After this is the usual household buildroot. Here everything is just like people.
Next, you need to run tricky scripts that configure hardware through i2c (and maybe something else), load the correct modules and start specially written software.
Video capture
There is a lot of iron preparation in capturing video. If you read the onvif specification and manual on the IP camera's SDK, then you can see a lot in common - the software interface reflects the overall structure of most hardware and it is as follows: the video is removed from the sensor, processed a little, then loaded into encoders (hardware of course) and then you can take it into software from a certain place in memory ready H264 NAL units. For the base scenario, it remains only to attach user management, settings, and some network protocol. For a full-fledged camera, we still need the support of all mass tuning mechanisms (discovery, onvif, psia, etc ..) and analytics.
And what about Rust
That's just our streamer rusty. A whole bundle of unsafe code, autogenerated from the sdish code SDK using bindgen, patched binding to libc (we will try to upload a patch to the upstream) and further implementation of RTSP on tokio. Even it is already possible to watch the video from the camera in a regular browser - this is an unattainable luxury for Chinese cameras that all require the installation of ActiveX.

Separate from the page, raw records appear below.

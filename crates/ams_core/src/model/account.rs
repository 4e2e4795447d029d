//! Account domain model.
//!
//! # Responsibility
//! - Define the in-memory account shape shared by store, service and CLI.
//! - Keep the standard/overdraft split as a tagged variant.
//!
//! # Invariants
//! - `balance` is the visible, spendable amount.
//! - For overdraft accounts the credit line is folded into `balance`;
//!   `borrowed` tracks it separately for accounting.
//! - `number` is empty until the store assigns one.

use serde::{Deserialize, Serialize};

/// On-disk type tag for standard accounts.
pub const STANDARD_TAG: i32 = 10;
/// On-disk type tag for overdraft-enabled accounts.
pub const OVERDRAFT_TAG: i32 = 20;

/// Account category as persisted in the record type field.
#[derive(Debug, Clone, Copy, PartialEq, Eq, Serialize, Deserialize)]
#[serde(rename_all = "snake_case")]
pub enum AccountType {
    /// Plain deposit account.
    Standard,
    /// Account with a borrowed-amount credit line.
    Overdraft,
}

impl AccountType {
    /// Returns the 32-bit tag written to the record type field.
    pub fn tag(self) -> i32 {
        match self {
            Self::Standard => STANDARD_TAG,
            Self::Overdraft => OVERDRAFT_TAG,
        }
    }

    /// Maps a persisted tag back to a type. Unknown tags yield `None`.
    pub fn from_tag(tag: i32) -> Option<Self> {
        match tag {
            STANDARD_TAG => Some(Self::Standard),
            OVERDRAFT_TAG => Some(Self::Overdraft),
            _ => None,
        }
    }
}

/// Variant-specific account data.
#[derive(Debug, Clone, Copy, PartialEq, Eq, Serialize, Deserialize)]
#[serde(tag = "type", rename_all = "snake_case")]
pub enum AccountKind {
    Standard,
    Overdraft {
        /// Credit line already included in the visible balance.
        borrowed: i64,
    },
}

/// Bank account value object.
#[derive(Debug, Clone, PartialEq, Eq, Serialize, Deserialize)]
pub struct Account {
    /// Store-assigned account number, e.g. `"1000"`.
    #[serde(rename = "account_number")]
    pub number: String,
    pub owner: String,
    pub password: i32,
    /// Visible balance. Includes `borrowed` for overdraft accounts.
    ///
    /// The store persists `balance - borrowed` for overdraft accounts, so
    /// hand-built values must already carry the folded amount; use
    /// `Account::overdraft` to get it right.
    pub balance: i64,
    #[serde(flatten)]
    pub kind: AccountKind,
}

impl Account {
    /// Creates a standard account without a number.
    pub fn standard(owner: impl Into<String>, password: i32, balance: i64) -> Self {
        Self {
            number: String::new(),
            owner: owner.into(),
            password,
            balance,
            kind: AccountKind::Standard,
        }
    }

    /// Creates an overdraft account without a number.
    ///
    /// The visible balance is `deposit + borrowed`, saturating at the `i64`
    /// bounds.
    pub fn overdraft(owner: impl Into<String>, password: i32, deposit: i64, borrowed: i64) -> Self {
        Self {
            number: String::new(),
            owner: owner.into(),
            password,
            balance: deposit.saturating_add(borrowed),
            kind: AccountKind::Overdraft { borrowed },
        }
    }

    pub fn account_type(&self) -> AccountType {
        match self.kind {
            AccountKind::Standard => AccountType::Standard,
            AccountKind::Overdraft { .. } => AccountType::Overdraft,
        }
    }

    pub fn is_overdraft(&self) -> bool {
        matches!(self.kind, AccountKind::Overdraft { .. })
    }

    /// Returns the borrowed amount, or `None` for standard accounts.
    pub fn borrowed(&self) -> Option<i64> {
        match self.kind {
            AccountKind::Standard => None,
            AccountKind::Overdraft { borrowed } => Some(borrowed),
        }
    }

    /// Updates the borrowed amount.
    ///
    /// Returns `false` and leaves the account untouched when it is a
    /// standard account.
    pub fn set_borrowed(&mut self, amount: i64) -> bool {
        match &mut self.kind {
            AccountKind::Standard => false,
            AccountKind::Overdraft { borrowed } => {
                *borrowed = amount;
                true
            }
        }
    }

    /// Balance as persisted in the stored-balance field.
    ///
    /// Equals `balance` for standard accounts and `balance - borrowed` for
    /// overdraft accounts. Returns `None` on arithmetic overflow.
    pub fn stored_balance(&self) -> Option<i64> {
        match self.kind {
            AccountKind::Standard => Some(self.balance),
            AccountKind::Overdraft { borrowed } => self.balance.checked_sub(borrowed),
        }
    }

    /// Returns whether the store has assigned a number yet.
    pub fn is_registered(&self) -> bool {
        !self.number.is_empty()
    }
}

The structure is very unusual after an erlang: there are no processes and messages here, there are channels, and with them everything becomes a little bit different. As I wrote above, modernly written code with proper organization gives the opportunity to distribute video not to 2-3 customers, but more than 50 without any performance drawdown.
An important point: during the development, not a single segolight has happened yet. While there is a persistent feeling that Rust makes you write like, in principle, they write good gray-haired sichniki, who have seen all bad things. So while all like it.
During August, there are plans to finish the work on the baseline scenario, so there is a question for the audience that goes to the survey. Well, ask questions that have arisen.